[[ Available data, beginning ]]
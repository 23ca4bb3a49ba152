// Copyright 2025 Ramble Contributors
//
// Licensed under the Apache License, Version 2.0 (the "License");
// you may not use this file except in compliance with the License.
// You may obtain a copy of the License at
//
//     http://www.apache.org/licenses/LICENSE-2.0
//
// Unless required by applicable law or agreed to in writing, software
// distributed under the License is distributed on an "AS IS" BASIS,
// WITHOUT WARRANTIES OR CONDITIONS OF ANY KIND, either express or implied.
// See the License for the specific language governing permissions and
// limitations under the License.

//! The relational algebra intermediate language
//!
//! The front-end lowers Datalog into this IR; the engine consumes it
//! read-only. See [`node`] for the tree families and [`program`] for the
//! program container.

pub mod node;
pub mod ops;
pub mod program;

pub use node::{
    Aggregator, Condition, DirectiveMap, Expression, Operation, SearchPattern, Statement,
};
pub use ops::{AggregateOp, ConstraintOp, FunctorOp, NestedOp, TypeAttribute};
pub use program::{
    ColumnOrder, IndexSelection, Program, RelationDecl, Representation, LEVEL_ATTRIBUTE,
};
// Copyright 2025 Ramble Contributors
//
// Licensed under the Apache License, Version 2.0 (the "License");
// you may not use this file except in compliance with the License.
// You may obtain a copy of the License at
//
//     http://www.apache.org/licenses/LICENSE-2.0
//
// Unless required by applicable law or agreed to in writing, software
// distributed under the License is distributed on an "AS IS" BASIS,
// WITHOUT WARRANTIES OR CONDITIONS OF ANY KIND, either express or implied.
// See the License for the specific language governing permissions and
// limitations under the License.

//! Engine configuration

use std::path::PathBuf;

/// Chunks issued per worker thread by parallel tuple loops. The
/// oversubscription smooths stragglers across uneven chunks.
pub const DEFAULT_CHUNK_OVERSUBSCRIPTION: usize = 20;

/// Runtime configuration of an engine instance.
#[derive(Debug, Clone)]
pub struct EngineConfig {
    /// Worker threads for parallel tuple loops. 0 selects the host's
    /// available parallelism.
    pub num_threads: usize,
    /// Write a profile log here when the run completes.
    pub profile_path: Option<PathBuf>,
    /// Record per-iteration rule frequencies (needs profiling).
    pub profile_frequency: bool,
    /// Echo rule activity to stderr.
    pub verbose: bool,
    /// Partition target multiplier for parallel loops.
    pub chunk_oversubscription: usize,
}

impl Default for EngineConfig {
    fn default() -> Self {
        Self {
            num_threads: 1,
            profile_path: None,
            profile_frequency: false,
            verbose: false,
            chunk_oversubscription: DEFAULT_CHUNK_OVERSUBSCRIPTION,
        }
    }
}

impl EngineConfig {
    /// Single-threaded defaults.
    pub fn new() -> Self {
        Self::default()
    }

    /// Set the worker thread count (0 = all available cores).
    pub fn with_threads(mut self, num_threads: usize) -> Self {
        self.num_threads = num_threads;
        self
    }

    /// Enable profiling into the given log file.
    pub fn with_profile(mut self, path: impl Into<PathBuf>) -> Self {
        self.profile_path = Some(path.into());
        self
    }

    /// Also record per-iteration rule frequencies.
    pub fn with_profile_frequency(mut self) -> Self {
        self.profile_frequency = true;
        self
    }

    /// Echo rule activity to stderr.
    pub fn with_verbose(mut self) -> Self {
        self.verbose = true;
        self
    }

    /// The resolved worker count.
    pub fn resolved_threads(&self) -> usize {
        if self.num_threads == 0 {
            std::thread::available_parallelism()
                .map(|n| n.get())
                .unwrap_or(1)
        } else {
            self.num_threads
        }
    }
}
// Copyright 2025 Ramble Contributors
//
// Licensed under the Apache License, Version 2.0 (the "License");
// you may not use this file except in compliance with the License.
// You may obtain a copy of the License at
//
//     http://www.apache.org/licenses/LICENSE-2.0
//
// Unless required by applicable law or agreed to in writing, software
// distributed under the License is distributed on an "AS IS" BASIS,
// WITHOUT WARRANTIES OR CONDITIONS OF ANY KIND, either express or implied.
// See the License for the specific language governing permissions and
// limitations under the License.

//! Record packing
//!
//! Heterogeneous tuples are packed into opaque nonzero record handles and
//! unpacked on demand. Handle 0 is the reserved nil reference. Distinct
//! tuples always receive distinct handles.

use dashmap::DashMap;
use parking_lot::RwLock;

use super::error::{Error, Result};
use super::tuple::{tuple_from, Tuple};
use super::value::{RamDomain, NIL_RECORD};

/// Concurrent tuple ↔ handle packing service.
pub struct RecordTable {
    ids: DashMap<Tuple, RamDomain>,
    records: RwLock<Vec<Tuple>>,
}

impl RecordTable {
    /// Create an empty record table.
    pub fn new() -> Self {
        Self {
            ids: DashMap::new(),
            records: RwLock::new(Vec::new()),
        }
    }

    /// Pack a tuple, returning its nonzero handle.
    pub fn pack(&self, values: &[RamDomain]) -> RamDomain {
        if let Some(id) = self.ids.get(values) {
            return *id;
        }

        let key = tuple_from(values);
        *self
            .ids
            .entry(key.clone())
            .or_insert_with(|| {
                let mut records = self.records.write();
                records.push(key);
                // Handles start at 1; 0 is nil.
                records.len() as RamDomain
            })
            .value()
    }

    /// Unpack a handle back into its tuple.
    pub fn unpack(&self, handle: RamDomain, arity: usize) -> Result<Tuple> {
        if handle == NIL_RECORD {
            return Err(Error::UnknownRecord(handle));
        }
        let records = self.records.read();
        let record = handle
            .checked_sub(1)
            .and_then(|idx| usize::try_from(idx).ok())
            .and_then(|idx| records.get(idx))
            .ok_or(Error::UnknownRecord(handle))?;
        if record.len() != arity {
            return Err(Error::RecordArityMismatch {
                expected: record.len(),
                got: arity,
            });
        }
        Ok(record.clone())
    }

    /// Number of packed records.
    pub fn len(&self) -> usize {
        self.records.read().len()
    }

    /// True if nothing has been packed yet.
    pub fn is_empty(&self) -> bool {
        self.len() == 0
    }
}

impl Default for RecordTable {
    fn default() -> Self {
        Self::new()
    }
}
[[ Available data, end ]]
Goal of the exercise: Having read the entries, repeat them all exactly.

Task answer:
repository 23ca4bb3a49ba152
// Copyright 2025 Ramble Contributors
//
// Licensed under the Apache License, Version 2.0 (the "License");
// you may not use this file except in compliance with the License.
// You may obtain a copy of the License at
//
//     http://www.apache.org/licenses/LICENSE-2.0
//
// Unless required by applicable law or agreed to in writing, software
// distributed under the License is distributed on an "AS IS" BASIS,
// WITHOUT WARRANTIES OR CONDITIONS OF ANY KIND, either express or implied.
// See the License for the specific language governing permissions and
// limitations under the License.

//! The relational algebra intermediate language
//!
//! The front-end lowers Datalog into this IR; the engine consumes it
//! read-only. See [`node`] for the tree families and [`program`] for the
//! program container.

pub mod node;
pub mod ops;
pub mod program;

pub use node::{
    Aggregator, Condition, DirectiveMap, Expression, Operation, SearchPattern, Statement,
};
pub use ops::{AggregateOp, ConstraintOp, FunctorOp, NestedOp, TypeAttribute};
pub use program::{
    ColumnOrder, IndexSelection, Program, RelationDecl, Representation, LEVEL_ATTRIBUTE,
};
// Copyright 2025 Ramble Contributors
//
// Licensed under the Apache License, Version 2.0 (the "License");
// you may not use this file except in compliance with the License.
// You may obtain a copy of the License at
//
//     http://www.apache.org/licenses/LICENSE-2.0
//
// Unless required by applicable law or agreed to in writing, software
// distributed under the License is distributed on an "AS IS" BASIS,
// WITHOUT WARRANTIES OR CONDITIONS OF ANY KIND, either express or implied.
// See the License for the specific language governing permissions and
// limitations under the License.

//! Engine configuration

use std::path::PathBuf;

/// Chunks issued per worker thread by parallel tuple loops. The
/// oversubscription smooths stragglers across uneven chunks.
pub const DEFAULT_CHUNK_OVERSUBSCRIPTION: usize = 20;

/// Runtime configuration of an engine instance.
#[derive(Debug, Clone)]
pub struct EngineConfig {
    /// Worker threads for parallel tuple loops. 0 selects the host's
    /// available parallelism.
    pub num_threads: usize,
    /// Write a profile log here when the run completes.
    pub profile_path: Option<PathBuf>,
    /// Record per-iteration rule frequencies (needs profiling).
    pub profile_frequency: bool,
    /// Echo rule activity to stderr.
    pub verbose: bool,
    /// Partition target multiplier for parallel loops.
    pub chunk_oversubscription: usize,
}

impl Default for EngineConfig {
    fn default() -> Self {
        Self {
            num_threads: 1,
            profile_path: None,
            profile_frequency: false,
            verbose: false,
            chunk_oversubscription: DEFAULT_CHUNK_OVERSUBSCRIPTION,
        }
    }
}

impl EngineConfig {
    /// Single-threaded defaults.
    pub fn new() -> Self {
        Self::default()
    }

    /// Set the worker thread count (0 = all available cores).
    pub fn with_threads(mut self, num_threads: usize) -> Self {
        self.num_threads = num_threads;
        self
    }

    /// Enable profiling into the given log file.
    pub fn with_profile(mut self, path: impl Into<PathBuf>) -> Self {
        self.profile_path = Some(path.into());
        self
    }

    /// Also record per-iteration rule frequencies.
    pub fn with_profile_frequency(mut self) -> Self {
        self.profile_frequency = true;
        self
    }

    /// Echo rule activity to stderr.
    pub fn with_verbose(mut self) -> Self {
        self.verbose = true;
        self
    }

    /// The resolved worker count.
    pub fn resolved_threads(&self) -> usize {
        if self.num_threads == 0 {
            std::thread::available_parallelism()
                .map(|n| n.get())
                .unwrap_or(1)
        } else {
            self.num_threads
        }
    }
}
// Copyright 2025 Ramble Contributors
//
// Licensed under the Apache License, Version 2.0 (the "License");
// you may not use this file except in compliance with the License.
// You may obtain a copy of the License at
//
//     http://www.apache.org/licenses/LICENSE-2.0
//
// Unless required by applicable law or agreed to in writing, software
// distributed under the License is distributed on an "AS IS" BASIS,
// WITHOUT WARRANTIES OR CONDITIONS OF ANY KIND, either express or implied.
// See the License for the specific language governing permissions and
// limitations under the License.

//! Record packing
//!
//! Heterogeneous tuples are packed into opaque nonzero record handles and
//! unpacked on demand. Handle 0 is the reserved nil reference. Distinct
//! tuples always receive distinct handles.

use dashmap::DashMap;
use parking_lot::RwLock;

use super::error::{Error, Result};
use super::tuple::{tuple_from, Tuple};
use super::value::{RamDomain, NIL_RECORD};

/// Concurrent tuple ↔ handle packing service.
pub struct RecordTable {
    ids: DashMap<Tuple, RamDomain>,
    records: RwLock<Vec<Tuple>>,
}

impl RecordTable {
    /// Create an empty record table.
    pub fn new() -> Self {
        Self {
            ids: DashMap::new(),
            records: RwLock::new(Vec::new()),
        }
    }

    /// Pack a tuple, returning its nonzero handle.
    pub fn pack(&self, values: &[RamDomain]) -> RamDomain {
        if let Some(id) = self.ids.get(values) {
            return *id;
        }

        let key = tuple_from(values);
        *self
            .ids
            .entry(key.clone())
            .or_insert_with(|| {
                let mut records = self.records.write();
                records.push(key);
                // Handles start at 1; 0 is nil.
                records.len() as RamDomain
            })
            .value()
    }

    /// Unpack a handle back into its tuple.
    pub fn unpack(&self, handle: RamDomain, arity: usize) -> Result<Tuple> {
        if handle == NIL_RECORD {
            return Err(Error::UnknownRecord(handle));
        }
        let records = self.records.read();
        let record = handle
            .checked_sub(1)
            .and_then(|idx| usize::try_from(idx).ok())
            .and_then(|idx| records.get(idx))
            .ok_or(Error::UnknownRecord(handle))?;
        if record.len() != arity {
            return Err(Error::RecordArityMismatch {
                expected: record.len(),
                got: arity,
            });
        }
        Ok(record.clone())
    }

    /// Number of packed records.
    pub fn len(&self) -> usize {
        self.records.read().len()
    }

    /// True if nothing has been packed yet.
    pub fn is_empty(&self) -> bool {
        self.len() == 0
    }
}

impl Default for RecordTable {
    fn default() -> Self {
        Self::new()
    }
}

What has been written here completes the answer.